Die Finanzmarkt- und Wirtschaftskrise zwang viele Investoren und Banken zu geänderten Geschäftsstrategien. Großvolumige Portfolien wurden nicht mehr nachgefragt, weil auch die Banken ihre Eigenkapital- und Sicherheitsforderungen sehr anhoben. Nachgefragt und finanziert wurden lediglich kleinere Volumina.

Selbst für größere Objekte fanden sich kaum Konsortialpartner. Zeitweise kam sogar der Transaktionsmarkt in Gänze zum Erliegen. Sicherheit war das oberste Gebot; von Banken- sowie Käuferseite. So wurden eigenkapitalstarke Investoren wie Versicherungen, Pensionskassen, Spezialfonds und family offices mitunter die einzigen am Markt agierenden Käufer.

Mittlerweile gewinnt der deutsche Immobilienmarkt zunehmend an Stabilität. Seit Jahresanfang 2010 gibt es deutliche Erholungszeichen. Erste Anzeichen des Wechsels von einem Käufer- zu einem Verkäufermarkt sind sichtbar.

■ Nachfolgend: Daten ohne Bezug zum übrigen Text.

//! Step validation for the booking wizard.
//!
//! [`validate_step`] is the only place a step's rules live. `Next`, `Submit`
//! and the step-validity flags reported to clients all call it.

use std::sync::LazyLock;

use regex::Regex;
use rust_decimal::Decimal;
use serde::{Deserialize, Serialize};

use crate::models::{BookingDraft, BookingType, ServiceSummary, WizardStep};

pub const MIN_AGE: u32 = 1;
pub const MAX_AGE: u32 = 120;
/// Longest visit that can be booked for a single day
pub const MAX_SERVICE_HOURS: Decimal = Decimal::from_parts(24, 0, 0, false, 0);

static PHONE: LazyLock<Regex> =
    LazyLock::new(|| Regex::new(r"^[0-9]{10}$").expect("phone pattern is valid"));
static PINCODE: LazyLock<Regex> =
    LazyLock::new(|| Regex::new(r"^[0-9]{4,6}$").expect("pincode pattern is valid"));

#[derive(Debug, Clone, PartialEq, Eq, Serialize, Deserialize)]
pub struct FieldError {
    pub field: String,
    pub message: String,
}

impl FieldError {
    fn new(field: &str, message: impl Into<String>) -> Self {
        Self {
            field: field.to_string(),
            message: message.into(),
        }
    }
}

fn blank(value: &str) -> bool {
    value.trim().is_empty()
}

fn strip_whitespace(value: &str) -> String {
    value.chars().filter(|c| !c.is_whitespace()).collect()
}

/// All field errors of `step` for the current draft. Empty means the step is
/// valid. `catalogue` may be empty when it could not be loaded, in which case
/// any service id is accepted.
pub fn validate_step(
    step: WizardStep,
    draft: &BookingDraft,
    catalogue: &[ServiceSummary],
) -> Vec<FieldError> {
    match step {
        WizardStep::ServiceSelection => validate_service(draft, catalogue),
        WizardStep::CustomerInformation => validate_customer(draft),
        WizardStep::Schedule => validate_schedule(draft),
        WizardStep::Payment => validate_payment(draft),
    }
}

/// First step, in wizard order, that does not validate
pub fn first_invalid_step(
    draft: &BookingDraft,
    catalogue: &[ServiceSummary],
) -> Option<(WizardStep, Vec<FieldError>)> {
    WizardStep::ALL.into_iter().find_map(|step| {
        let errors = validate_step(step, draft, catalogue);
        (!errors.is_empty()).then_some((step, errors))
    })
}

pub fn step_validity(draft: &BookingDraft, catalogue: &[ServiceSummary]) -> [bool; 4] {
    WizardStep::ALL.map(|step| validate_step(step, draft, catalogue).is_empty())
}

fn validate_service(draft: &BookingDraft, catalogue: &[ServiceSummary]) -> Vec<FieldError> {
    if blank(&draft.service_id) {
        return vec![FieldError::new("serviceId", "Please select a service")];
    }
    let known = catalogue.is_empty()
        || catalogue
            .iter()
            .any(|service| service.service_id == draft.service_id.trim());
    if known {
        Vec::new()
    } else {
        vec![FieldError::new(
            "serviceId",
            "The selected service is no longer available",
        )]
    }
}

fn validate_customer(draft: &BookingDraft) -> Vec<FieldError> {
    let customer = &draft.customer;
    let address = &draft.address;
    let mut errors = Vec::new();

    if blank(&customer.name) {
        errors.push(FieldError::new("customer.name", "Name is required"));
    }
    match customer.age {
        None => errors.push(FieldError::new("customer.age", "Age is required")),
        Some(age) if !(MIN_AGE..=MAX_AGE).contains(&age) => errors.push(FieldError::new(
            "customer.age",
            format!("Age must be between {MIN_AGE} and {MAX_AGE}"),
        )),
        Some(_) => {}
    }
    for (field, label, value) in [
        ("customer.phone", "Phone number", &customer.phone),
        (
            "customer.emergencyContact",
            "Emergency contact",
            &customer.emergency_contact,
        ),
    ] {
        if blank(value) {
            errors.push(FieldError::new(field, format!("{label} is required")));
        } else if !PHONE.is_match(&strip_whitespace(value)) {
            errors.push(FieldError::new(
                field,
                format!("{label} must be exactly 10 digits"),
            ));
        }
    }

    for (field, label, value) in [
        ("address.houseDetails", "House details", &address.house_details),
        ("address.address", "Street address", &address.address),
        ("address.city", "City", &address.city),
        ("address.state", "State", &address.state),
    ] {
        if blank(value) {
            errors.push(FieldError::new(field, format!("{label} is required")));
        }
    }
    if blank(&address.pincode) {
        errors.push(FieldError::new("address.pincode", "Pincode is required"));
    } else if !PINCODE.is_match(address.pincode.trim()) {
        errors.push(FieldError::new(
            "address.pincode",
            "Pincode must be 4 to 6 digits",
        ));
    }

    errors
}

fn validate_schedule(draft: &BookingDraft) -> Vec<FieldError> {
    let schedule = &draft.schedule;
    let mut errors = Vec::new();

    match schedule.booking_type {
        BookingType::OneTime => {
            if schedule.date.is_none() {
                errors.push(FieldError::new("schedule.date", "Please select a date"));
            }
        }
        BookingType::DateRange => {
            if schedule.start_date.is_none() {
                errors.push(FieldError::new(
                    "schedule.startDate",
                    "Please select a start date",
                ));
            }
            match (schedule.start_date, schedule.end_date) {
                (_, None) => errors.push(FieldError::new(
                    "schedule.endDate",
                    "Please select an end date",
                )),
                (Some(start), Some(end)) if end < start => errors.push(FieldError::new(
                    "schedule.endDate",
                    "End date must be on or after the start date",
                )),
                _ => {}
            }
            if schedule.selected_days.is_empty() {
                errors.push(FieldError::new(
                    "schedule.selectedDays",
                    "Please select at least one day",
                ));
            }
        }
    }
    if schedule.time.is_none() {
        errors.push(FieldError::new("schedule.time", "Please select a time"));
    }
    match schedule.service_hours {
        Some(hours) if hours > MAX_SERVICE_HOURS => errors.push(FieldError::new(
            "schedule.serviceHours",
            format!("Service hours cannot exceed {MAX_SERVICE_HOURS} per day"),
        )),
        Some(hours) if hours > Decimal::ZERO => {}
        _ => errors.push(FieldError::new(
            "schedule.serviceHours",
            "Service hours must be greater than zero",
        )),
    }

    errors
}

fn validate_payment(draft: &BookingDraft) -> Vec<FieldError> {
    let mut errors = Vec::new();

    if draft.payment_method.is_none() {
        errors.push(FieldError::new(
            "paymentMethod",
            "Please choose a payment method",
        ));
    }
    if draft.use_insurance {
        match &draft.insurance {
            None => errors.push(FieldError::new(
                "insurance",
                "Please enter your insurance details",
            )),
            Some(insurance) => {
                for (field, label, value) in [
                    ("insurance.provider", "Insurance provider", &insurance.provider),
                    ("insurance.policyNumber", "Policy number", &insurance.policy_number),
                    ("insurance.memberId", "Member ID", &insurance.member_id),
                ] {
                    if blank(value) {
                        errors.push(FieldError::new(field, format!("{label} is required")));
                    }
                }
                if !insurance.verified {
                    errors.push(FieldError::new(
                        "insurance.verified",
                        "Please verify your insurance before submitting",
                    ));
                }
            }
        }
    }

    errors
}

#[cfg(test)]
mod tests {
    use std::collections::BTreeSet;

    use chrono::{NaiveDate, NaiveTime};
    use pretty_assertions::assert_eq;
    use rust_decimal_macros::dec;

    use super::*;
    use crate::models::{InsuranceDetails, PaymentMethod, ScheduleDetails};

    fn catalogue() -> Vec<ServiceSummary> {
        vec![ServiceSummary {
            service_id: "01_011_0107_1_1".into(),
            name: "Personal care".into(),
            category: "Daily Activities".into(),
            unit: Some("H".into()),
            quote: false,
            service_type: None,
        }]
    }

    fn complete_draft() -> BookingDraft {
        let mut draft = BookingDraft {
            service_id: "01_011_0107_1_1".into(),
            category: "Daily Activities".into(),
            payment_method: Some(PaymentMethod::Card),
            ..Default::default()
        };
        draft.customer.name = "Jordan Lee".into();
        draft.customer.age = Some(67);
        draft.customer.phone = "0412 345 678".into();
        draft.customer.emergency_contact = "0298765432".into();
        draft.address.house_details = "Unit 4".into();
        draft.address.address = "12 George St".into();
        draft.address.city = "Sydney".into();
        draft.address.state = "NSW".into();
        draft.address.pincode = "2000".into();
        draft.set_schedule(ScheduleDetails {
            booking_type: BookingType::OneTime,
            date: NaiveDate::from_ymd_opt(2025, 3, 10),
            time: NaiveTime::from_hms_opt(10, 0, 0),
            service_hours: Some(dec!(2)),
            ..Default::default()
        });
        draft
    }

    fn fields(errors: &[FieldError]) -> Vec<&str> {
        errors.iter().map(|e| e.field.as_str()).collect()
    }

    #[test]
    fn complete_draft_passes_every_step() {
        let draft = complete_draft();

        assert_eq!(step_validity(&draft, &catalogue()), [true; 4]);
        assert_eq!(first_invalid_step(&draft, &catalogue()), None);
    }

    #[test]
    fn service_step_needs_a_known_service() {
        let mut draft = complete_draft();
        draft.service_id = "missing".into();

        let errors = validate_step(WizardStep::ServiceSelection, &draft, &catalogue());
        assert_eq!(fields(&errors), vec!["serviceId"]);

        // without a catalogue any id is accepted
        assert!(validate_step(WizardStep::ServiceSelection, &draft, &[]).is_empty());
    }

    #[test]
    fn customer_step_checks_schema() {
        let mut draft = complete_draft();
        draft.customer.age = Some(0);
        draft.customer.phone = "12345".into();
        draft.address.pincode = "20a0".into();
        draft.address.city = "   ".into();

        let errors = validate_step(WizardStep::CustomerInformation, &draft, &[]);

        assert_eq!(
            fields(&errors),
            vec!["customer.age", "customer.phone", "address.city", "address.pincode"]
        );
        assert_eq!(errors[0].message, "Age must be between 1 and 120");
    }

    #[test]
    fn customer_step_accepts_age_bounds() {
        let mut draft = complete_draft();
        for age in [1, 120] {
            draft.customer.age = Some(age);
            assert!(validate_step(WizardStep::CustomerInformation, &draft, &[]).is_empty());
        }
        draft.customer.age = Some(121);
        assert!(!validate_step(WizardStep::CustomerInformation, &draft, &[]).is_empty());
    }

    #[test]
    fn one_time_schedule_needs_date_time_and_hours() {
        let mut draft = complete_draft();
        draft.set_schedule(ScheduleDetails::default());

        let errors = validate_step(WizardStep::Schedule, &draft, &[]);

        assert_eq!(
            fields(&errors),
            vec!["schedule.date", "schedule.time", "schedule.serviceHours"]
        );
    }

    #[test]
    fn range_schedule_needs_days_and_ordered_dates() {
        let mut draft = complete_draft();
        draft.set_schedule(ScheduleDetails {
            booking_type: BookingType::DateRange,
            start_date: NaiveDate::from_ymd_opt(2025, 3, 16),
            end_date: NaiveDate::from_ymd_opt(2025, 3, 3),
            time: NaiveTime::from_hms_opt(9, 0, 0),
            service_hours: Some(dec!(3)),
            selected_days: BTreeSet::new(),
            ..Default::default()
        });

        let errors = validate_step(WizardStep::Schedule, &draft, &[]);

        assert_eq!(
            fields(&errors),
            vec!["schedule.endDate", "schedule.selectedDays"]
        );
    }

    #[test]
    fn payment_step_requires_verified_insurance_when_enabled() {
        let mut draft = complete_draft();
        draft.use_insurance = true;
        draft.insurance = Some(InsuranceDetails {
            provider: "Medibank".into(),
            policy_number: "P-1".into(),
            member_id: "M-1".into(),
            ..Default::default()
        });

        let errors = validate_step(WizardStep::Payment, &draft, &[]);
        assert_eq!(fields(&errors), vec!["insurance.verified"]);

        if let Some(insurance) = draft.insurance.as_mut() {
            insurance.verified = true;
        }
        assert!(validate_step(WizardStep::Payment, &draft, &[]).is_empty());
    }

    #[test]
    fn first_invalid_step_follows_wizard_order() {
        let mut draft = complete_draft();
        draft.payment_method = None;
        draft.customer.name.clear();

        let (step, errors) = first_invalid_step(&draft, &catalogue()).unwrap();

        assert_eq!(step, WizardStep::CustomerInformation);
        assert_eq!(fields(&errors), vec!["customer.name"]);
        assert_eq!(step_validity(&draft, &catalogue()), [true, false, true, false]);
    }

    #[test]
    fn service_hours_are_capped_per_day() {
        let mut draft = complete_draft();
        draft.schedule.service_hours = Some(MAX_SERVICE_HOURS);
        assert!(validate_step(WizardStep::Schedule, &draft, &[]).is_empty());

        draft.schedule.service_hours = Some(Decimal::MAX);
        let errors = validate_step(WizardStep::Schedule, &draft, &[]);

        assert_eq!(fields(&errors), vec!["schedule.serviceHours"]);
        assert_eq!(errors[0].message, "Service hours cannot exceed 24 per day");
    }

    #[test]
    fn only_ascii_digits_count() {
        let mut draft = complete_draft();
        // Arabic-Indic and full-width digits
        draft.customer.phone = "\u{0660}\u{0661}\u{0662}\u{0663}\u{0664}\u{0665}\u{0666}\u{0667}\u{0668}\u{0669}".into();
        draft.address.pincode = "\u{FF12}\u{FF10}\u{FF10}\u{FF10}".into();

        let errors = validate_step(WizardStep::CustomerInformation, &draft, &[]);

        assert_eq!(fields(&errors), vec!["customer.phone", "address.pincode"]);
    }
}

Im ersten Halbjahr 2010 betrug das Investitionsvolumen ca. 8,65 Mrd. €; dies entspricht gegenüber dem Vorjahreszeitraum eine Steigerung von 160%. Der Anteil der Portfoliotransaktionen stieg im Vergleichzeitraum um knapp 100% an und betrug mit Ablauf des Halbjahres 2010 2,4 Mrd. € bzw. 28%.

Investitionsschwerpunkte waren neben den Einzelhandelsimmobilien (45%) die Büro- und Logistikimmobilien mit 31% bzw. 8%.

Die Banken finanzieren zwar immer noch unter hohen Eigenkapital- und Sicherheitsanforderungen, doch immer mehr Käufer sind zunehmend bereit, Risiken, die bis vor Kurzem noch den Verkäufern oblagen, zu tragen.

Durch Deutschlands Ruf als sicheren Anlagehafen werden von nationalen sowie internationalen Investoren weiterhin ungebrochen erstklassige, risikoarme Immobilien mit langfristigen Mietverträgen und guter bis sehr guter Mieterbonität nachgefragt.